Substituted furan carboxamide and Schiff base derivatives were evaluated for their hypolipidemic activity. Fourteen derivatives were synthesised: substituted-furan-2-carboxamides of acetophenones, anilines, and benzophenones a (1–8), furan-3-carboxamide (c1), and imines derivatives b (1–5). These compounds were synthesised, purified and fully characterised. All the new derivatives were verified in-vivo utilising Triton WR-1339 induced hyperlipidemic rats as animal model. The potential agents were administered via intraperitoneal injection of 20 mg/kg. Fenofibrate (with a dose 100 mg/kg, orally) was used in this research to validate the model.

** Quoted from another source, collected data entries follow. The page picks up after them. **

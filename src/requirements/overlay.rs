//! Explicit search-path overlay.
//!
//! Tools installed by user-level installers (the deno install script,
//! `pipx`, `pip --user`) land in directories that are frequently missing
//! from `PATH` in the shell that launched us. Instead of mutating the
//! process environment, the orchestrator carries an [`EnvironmentOverlay`]:
//! a list of directories prepended to the system `PATH`. Every lookup and
//! every spawned child uses the overlay, so a tool installed by one step
//! is visible to the next without restarting the shell.
//!
//! # Example
//!
//! ```no_run
//! use wrkmon_setup::requirements::overlay::EnvironmentOverlay;
//!
//! let mut overlay = EnvironmentOverlay::discover();
//! overlay.prepend_home_relative(".deno/bin");
//! if let Some(path) = overlay.which("deno") {
//!     println!("deno at {}", path.display());
//! }
//! ```

use std::ffi::OsString;
use std::path::{Path, PathBuf};

/// Directories (relative to home) where user-level installers put binaries.
const HOME_TOOL_DIRS: &[&str] = &[".deno/bin", ".local/bin"];

/// Search path used for lookups and child processes.
#[derive(Debug, Clone, Default)]
pub struct EnvironmentOverlay {
    /// Entries prepended to the system PATH, most recent first.
    prepended: Vec<PathBuf>,
    /// The system PATH captured at construction.
    system: Vec<PathBuf>,
    /// Home directory used to resolve home-relative additions.
    home: Option<PathBuf>,
}

/// Check whether a file has executable permission bits set.
#[cfg(unix)]
pub fn is_executable(path: &Path) -> bool {
    use std::os::unix::fs::PermissionsExt;
    path.metadata()
        .map(|m| m.permissions().mode() & 0o111 != 0)
        .unwrap_or(false)
}

/// On Windows, executability is determined by file extension, not permission bits.
#[cfg(not(unix))]
pub fn is_executable(_path: &Path) -> bool {
    true
}

/// File names to try for `tool` on this platform.
fn candidate_names(tool: &str) -> Vec<String> {
    if cfg!(windows) && Path::new(tool).extension().is_none() {
        ["exe", "cmd", "bat"]
            .iter()
            .map(|ext| format!("{}.{}", tool, ext))
            .collect()
    } else {
        vec![tool.to_string()]
    }
}

/// Resolve a tool's binary path by iterating over PATH entries.
///
/// Returns the first match that exists and is executable. Does NOT use
/// the `which` command, which is sometimes a shell builtin with
/// inconsistent error handling.
pub fn resolve_tool_path(tool: &str, path_entries: &[PathBuf]) -> Option<PathBuf> {
    let names = candidate_names(tool);
    for dir in path_entries {
        for name in &names {
            let candidate = dir.join(name);
            if candidate.is_file() && is_executable(&candidate) {
                return Some(candidate);
            }
        }
    }
    None
}

/// Parse the system PATH environment variable into a list of directories.
pub fn parse_system_path() -> Vec<PathBuf> {
    std::env::var_os("PATH")
        .map(|path| std::env::split_paths(&path).collect())
        .unwrap_or_default()
}

/// Default Homebrew prefix bin directories (absolute, not relative to home).
fn homebrew_default_bins() -> Vec<PathBuf> {
    let mut bins = Vec::new();
    if cfg!(target_os = "macos") {
        if cfg!(target_arch = "aarch64") {
            bins.push(PathBuf::from("/opt/homebrew/bin"));
        } else {
            bins.push(PathBuf::from("/usr/local/bin"));
        }
    } else if cfg!(target_os = "linux") {
        bins.push(PathBuf::from("/home/linuxbrew/.linuxbrew/bin"));
    }
    bins
}

impl EnvironmentOverlay {
    /// Build an overlay from explicit parts.
    pub fn new(system: Vec<PathBuf>, home: Option<PathBuf>) -> Self {
        Self {
            prepended: Vec::new(),
            system,
            home,
        }
    }

    /// Capture the system PATH and add known install locations that exist
    /// on disk but are missing from it.
    pub fn discover() -> Self {
        let mut overlay = Self::new(parse_system_path(), dirs::home_dir());
        for rel in HOME_TOOL_DIRS {
            if let Some(dir) = overlay.home_join(rel) {
                if dir.is_dir() {
                    overlay.prepend(&dir);
                }
            }
        }
        for dir in homebrew_default_bins() {
            if dir.join("brew").is_file() {
                overlay.prepend(&dir);
            }
        }
        overlay
    }

    fn home_join(&self, rel: impl AsRef<Path>) -> Option<PathBuf> {
        self.home.as_ref().map(|h| h.join(rel))
    }

    /// Prepend a directory unless it is already on the search path.
    ///
    /// Returns `true` if the directory was added.
    pub fn prepend(&mut self, dir: &Path) -> bool {
        if self.prepended.iter().any(|p| p == dir) || self.system.iter().any(|p| p == dir) {
            return false;
        }
        tracing::debug!("search path += {}", dir.display());
        self.prepended.insert(0, dir.to_path_buf());
        true
    }

    /// Prepend a directory given relative to the home directory.
    ///
    /// Absolute paths are used as-is.
    pub fn prepend_home_relative(&mut self, rel: impl AsRef<Path>) -> bool {
        let rel = rel.as_ref();
        let dir = if rel.is_absolute() {
            Some(rel.to_path_buf())
        } else {
            self.home_join(rel)
        };
        match dir {
            Some(dir) => self.prepend(&dir),
            None => false,
        }
    }

    /// Entries added on top of the system PATH.
    pub fn additions(&self) -> &[PathBuf] {
        &self.prepended
    }

    /// Full search path: additions first, then the system PATH.
    pub fn search_path(&self) -> Vec<PathBuf> {
        let mut result = self.prepended.clone();
        result.extend(self.system.iter().cloned());
        result
    }

    /// The search path joined for a child's `PATH`.
    ///
    /// `None` when there are no additions, so children inherit `PATH`
    /// untouched.
    pub fn child_path(&self) -> Option<OsString> {
        if self.prepended.is_empty() {
            return None;
        }
        std::env::join_paths(self.search_path()).ok()
    }

    /// Locate a program on the search path.
    pub fn which(&self, tool: &str) -> Option<PathBuf> {
        let path = Path::new(tool);
        if path.is_absolute() {
            return (path.is_file() && is_executable(path)).then(|| path.to_path_buf());
        }
        resolve_tool_path(tool, &self.search_path())
    }
}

Remarkably, the new derivatives a (1–8), b (1–5) and c1 have shown significant effect against the whole lipid profile; by lowering the plasma triglyceride (TG), plasma total cholesterol (TC), low-density lipoprotein (LDL) level and elevating high-density lipoproteins (HDL) plasma levels comparing to the hyperlipidemic rats. The agents reduce TG with most significant results by (97%, 96%, 87% and 86%) relating to a1, a3, a8 and b5 respectively. Favourably, some of the proposed agents are more significant in reducing TG than fenofibrate. Some agents reduce LDL with most significant results by (76%, 72%, 60%, 60% and 60%) relating to a1, a3, a5, a8 and b5 respectively, and to a lower extent they increase HDL levels with most significant results by (75%, 64%, and 48%) for a1, a3, and a5 respectively. All the new derivatives were computationally docked at the hPPAR-α active site as possible target for these derivatives. The binding affinities were reported and showed good correlation to the in-vivo results as antihyperlipidemic agents.